▶ _TASK STATEMENT_
If a line comes after the one containing "#[serde(transparent)]", leave it out; copy every line before it, and that line too, exactly as written, starting from the first line of the entries.

▶ _INFORMATION_
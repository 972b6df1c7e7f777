use std::collections::HashMap;

use serde::Deserialize;
use serde::Serialize;
use serde_json::Value;

/// Settings state owned by the host, keyed by plugin identity.
///
/// Mirrors the host's `settings.plugins` tree. j18fs only ever reads it.
#[derive(Debug, Clone, Default, PartialEq, Serialize, Deserialize)]
#[serde(transparent)]
pub struct HostSettings {
    plugins: HashMap<String, Value>,
}

impl HostSettings {
    pub fn new(plugins: HashMap<String, Value>) -> Self {
        Self { plugins }
    }

    /// Raw settings tree for `identity` (test-only accessor).
    #[cfg(test)]
    pub(crate) fn get(&self, identity: &str) -> Option<&Value> {
        self.plugins.get(identity)
    }

    /// Typed settings for `identity`; host defaults when the host has none.
    pub fn plugin_settings(&self, identity: &str) -> Result<PluginSettings, serde_json::Error> {
        match self.plugins.get(identity) {
            Some(value) => serde_json::from_value(value.clone()),
            None => Ok(PluginSettings::default()),
        }
    }
}

/// GPIO numbering scheme the host plugin uses for its pins.
#[derive(Debug, Default, Clone, Copy, PartialEq, Eq, Serialize, Deserialize)]
#[serde(from = "u8", into = "u8")]
pub enum PinMode {
    /// Physical header numbering
    #[default]
    Board,
    /// Broadcom channel numbering
    Bcm,
}

impl From<u8> for PinMode {
    fn from(value: u8) -> Self {
        match value {
            0 => PinMode::Board,
            _ => PinMode::Bcm,
        }
    }
}

impl PinMode {
    pub fn as_str(&self) -> &'static str {
        match self {
            PinMode::Board => "board",
            PinMode::Bcm => "bcm",
        }
    }
}

impl From<PinMode> for u8 {
    fn from(mode: PinMode) -> Self {
        match mode {
            PinMode::Board => 0,
            PinMode::Bcm => 1,
        }
    }
}

/// The host's settings for the filament sensor plugin.
///
/// Captured once when the widget binds and never written back. Defaults match
/// the ones the host plugin registers.
#[derive(Debug, Clone, PartialEq, Serialize, Deserialize)]
#[serde(default)]
pub struct PluginSettings {
    pub enabled: bool,

    /// Sensor 1 pin, -1 when not wired
    pub pin: i32,

    /// Sensor 1 debounce in milliseconds
    pub bounce: u32,

    /// Pin level that means "no filament" for sensor 1 (0 = normally open)
    pub switch: u8,

    /// G-code sent when sensor 1 runs out, one command per line
    pub gcode_pin: String,

    pub pin2: i32,
    pub bounce2: u32,
    pub switch2: u8,
    pub gcode_pin2: String,

    pub mode: PinMode,

    /// Pause the print when the active tool runs out
    pub pause_print: bool,
}

impl Default for PluginSettings {
    fn default() -> Self {
        Self {
            enabled: true,
            pin: -1,
            bounce: 250,
            switch: 0,
            gcode_pin: String::new(),
            pin2: -1,
            bounce2: 250,
            switch2: 0,
            gcode_pin2: String::new(),
            mode: PinMode::Board,
            pause_print: true,
        }
    }
}

impl PluginSettings {
    pub fn has_pin(&self) -> bool {
        self.pin != -1
    }

    pub fn has_pin2(&self) -> bool {
        self.pin2 != -1
    }
}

▶ _ANSWER BOX_
repository 972b6df1c7e7f777
use std::collections::HashMap;

use serde::Deserialize;
use serde::Serialize;
use serde_json::Value;

/// Settings state owned by the host, keyed by plugin identity.
///
/// Mirrors the host's `settings.plugins` tree. j18fs only ever reads it.
#[derive(Debug, Clone, Default, PartialEq, Serialize, Deserialize)]
#[serde(transparent)]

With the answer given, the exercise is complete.